On a computer screen in her lab, Dr. Copik’s heightened killers literally eat cancer cells before your eyes. “You realize how powerful this system is when you see these cells actually tearing apart the tumors,” she said. “These Natural Killer cells are an army and they’re your friends. This potential therapy means you have more of these fighters and they are armed to the teeth.”
NK cells play an important first-line-of-defense in fighting all foreign cells in the body. Dr. Dean Lee, director of cellular therapy and cancer immunology at Nationwide, serves as medical director and vice president of Cyto-Sen. He said medicine had known very little about NK cells until researchers were able to identify and grow them in the late 1990s. Since then, more research is focusing on NK cell therapies for cancers including lymphoma, leukemia and even brain, ovarian and breast cancers. Previous studies attempted to use other types of cells, even tumor cells, to encourage NK cells to grow. But those therapies were commercially cumbersome and had serious side effects for patients in clinical trials.
UCF’s technology uses nanoparticles that signal the NK cells to reproduce and arm themselves to fight the cancer. In Dr. Copik’s lab, one NK cell taken from a patient and contacted by the nanoparticle yielded 10,000 new cells in two weeks. “UCF’s discovery has really solved a key problem that makes NK cell therapies more accessible to all,” Dr. Lee said. “We are very excited about the possibilities.” If the technology can be safely manufactured and is effective in clinical trials, it could allow any hospital that provides cell therapies such as bone marrow transplants to create their own advanced NK cells on-site for cancer patients, he said.
Phil McKee, chairman of Cyto-Sen, has a personal reason for supporting Dr. Copik’s work. The physicist/inventor needed chemotherapy and a bone marrow transplant to cure his blood cancer and wants to create more natural therapies that beat the disease – without severe side effects.
“Dr. Copik’s delivery-expansion method appears to create an important bridge between our desire to use the body’s own cancer-fighting systems and medical science’s ability to make that happen in the lab,” he said. “With her system, we can take what the body naturally has and instead of a few soldiers, we can create a battalion.”
The therapy has shown effectiveness in treating acute myeloid leukemia, a cancer of blood-forming tissues including bone marrow. Further study could develop nanoparticles with signals for specific cancers and viruses such as Ebola or HIV, Drs. Lee and Copik said.

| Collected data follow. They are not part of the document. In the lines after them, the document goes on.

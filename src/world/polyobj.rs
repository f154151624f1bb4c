// src/world/polyobj.rs

use std::collections::HashMap;

use crate::mesh::{Mesh, MeshError, VertexId};
use crate::utils::geometry::signed_area;
use crate::utils::{BoundingBox, Point2D};

use super::line::Line;

/// Builds the stand-alone mesh of one polyobject from its lines.
///
/// Lines forming a single closed loop become one face, wound with the
/// interior on the right. Anything else is kept as bare edges.
pub fn build_polyobj_mesh(map_mesh: &Mesh, lines: &[Line], line_ids: &[usize]) -> Result<Mesh, MeshError> {
    let mut mesh = Mesh::new();
    let mut local: HashMap<VertexId, VertexId> = HashMap::new();
    let mut edges: Vec<(VertexId, VertexId)> = Vec::with_capacity(line_ids.len());

    for &id in line_ids {
        let line = match lines.get(id) {
            Some(line) => line,
            None => continue,
        };
        let mut map_vertex = |v: VertexId| -> Result<VertexId, MeshError> {
            if let Some(&lv) = local.get(&v) {
                return Ok(lv);
            }
            let position = map_mesh.get_vertex(v).ok_or(MeshError::InvalidVertex(v))?.position;
            let lv = mesh.add_vertex(position);
            local.insert(v, lv);
            Ok(lv)
        };
        let from = map_vertex(line.from)?;
        let to = map_vertex(line.to)?;
        if from != to {
            edges.push((from, to));
        }
    }

    match closed_loop(&edges) {
        Some(mut ring) => {
            let points: Vec<Point2D> = ring.iter().map(|&v| mesh.position(v)).collect();
            if signed_area(&points) > 0.0 {
                ring.reverse();
            }
            mesh.add_face(&ring)?;
        }
        None => {
            for (from, to) in edges {
                if mesh.find_hedge(from, to).is_none() {
                    mesh.add_edge(from, to)?;
                }
            }
        }
    }
    Ok(mesh)
}

/// Vertex ring of `edges` when they chain into exactly one cycle.
fn closed_loop(edges: &[(VertexId, VertexId)]) -> Option<Vec<VertexId>> {
    if edges.len() < 3 {
        return None;
    }
    let mut next: HashMap<VertexId, VertexId> = HashMap::with_capacity(edges.len());
    for &(from, to) in edges {
        if next.insert(from, to).is_some() {
            return None;
        }
    }
    let start = edges[0].0;
    let mut ring = vec![start];
    let mut current = *next.get(&start)?;
    while current != start {
        if ring.len() >= edges.len() {
            return None;
        }
        ring.push(current);
        current = *next.get(&current)?;
    }
    if ring.len() == edges.len() {
        Some(ring)
    } else {
        None
    }
}

/// Centre of a polyobject mesh, used to pick the leaf that carries it.
pub fn polyobj_center(mesh: &Mesh) -> Option<Point2D> {
    let bounds: BoundingBox = mesh.bounds();
    if bounds.is_empty() {
        None
    } else {
        Some(bounds.center())
    }
}

#[cfg(test)]
mod tests {
    use super::*;

    fn square_map() -> (Mesh, Vec<Line>) {
        let mesh = Mesh::from_points([
            Point2D::new(0.0, 0.0),
            Point2D::new(16.0, 0.0),
            Point2D::new(16.0, 16.0),
            Point2D::new(0.0, 16.0),
        ]);
        // Anticlockwise outline: the builder has to flip it.
        let v = VertexId;
        let lines = vec![
            Line::new(v(0), v(1), Some(0), None),
            Line::new(v(1), v(2), Some(0), None),
            Line::new(v(2), v(3), Some(0), None),
            Line::new(v(3), v(0), Some(0), None),
        ];
        (mesh, lines)
    }

    #[test]
    fn test_closed_polyobj_becomes_face() {
        let (map_mesh, lines) = square_map();
        let mesh = build_polyobj_mesh(&map_mesh, &lines, &[0, 1, 2, 3]).unwrap();
        assert_eq!(mesh.face_count(), 1);
        assert_eq!(mesh.hedge_count(), 8);
        assert!(mesh.is_face_convex(crate::mesh::FaceId(0)));
        assert_eq!(polyobj_center(&mesh), Some(Point2D::new(8.0, 8.0)));
        mesh.validate().unwrap();
    }

    #[test]
    fn test_open_polyobj_keeps_edges() {
        let (map_mesh, lines) = square_map();
        let mesh = build_polyobj_mesh(&map_mesh, &lines, &[0, 1]).unwrap();
        assert_eq!(mesh.face_count(), 0);
        assert_eq!(mesh.hedge_count(), 4);
        assert_eq!(mesh.vertex_count(), 3);
    }
}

Dr. Lee will lead the manufacturing effort at Nationwide’s cGMP (current Good Manufacturing Practices) facility, which is required to meet the strict quality and safety standards set by the U.S. Food and Drug Administration for creating medical therapies for humans.
Dr. Copik’s NK cell research was supported by two $400,000 grants from the Florida Department of Health’s Bankhead-Coley Cancer Research Program. She said her love of science was inspired by her father, an engineer in her native Poland who created automated mechanical locks and door openings to improve safety for coal miners.
“My mother was always proudly showing me pictures of his inventions,” she said. “That’s where I got my curiosity, my passion for developing new things, asking questions and solving problems.”
She received her Ph.D. in biochemistry at Utah State University, did post-doctoral work at the University of Texas Medical Branch and Roche Pharmaceuticals, and worked at Florida Hospital before coming to UCF. The NK cell technology is a credit to a multidisciplinary team of researchers, immunologists, biochemists and physicians working with the College of Medicine to find better ways to help cancer patients, she said.
“So many people have worked together to get us to this point,” she said. “As a researcher you dedicate your life to science. To be able to see your idea go from your lab to actual clinical trials that can help patients is a dream come true.”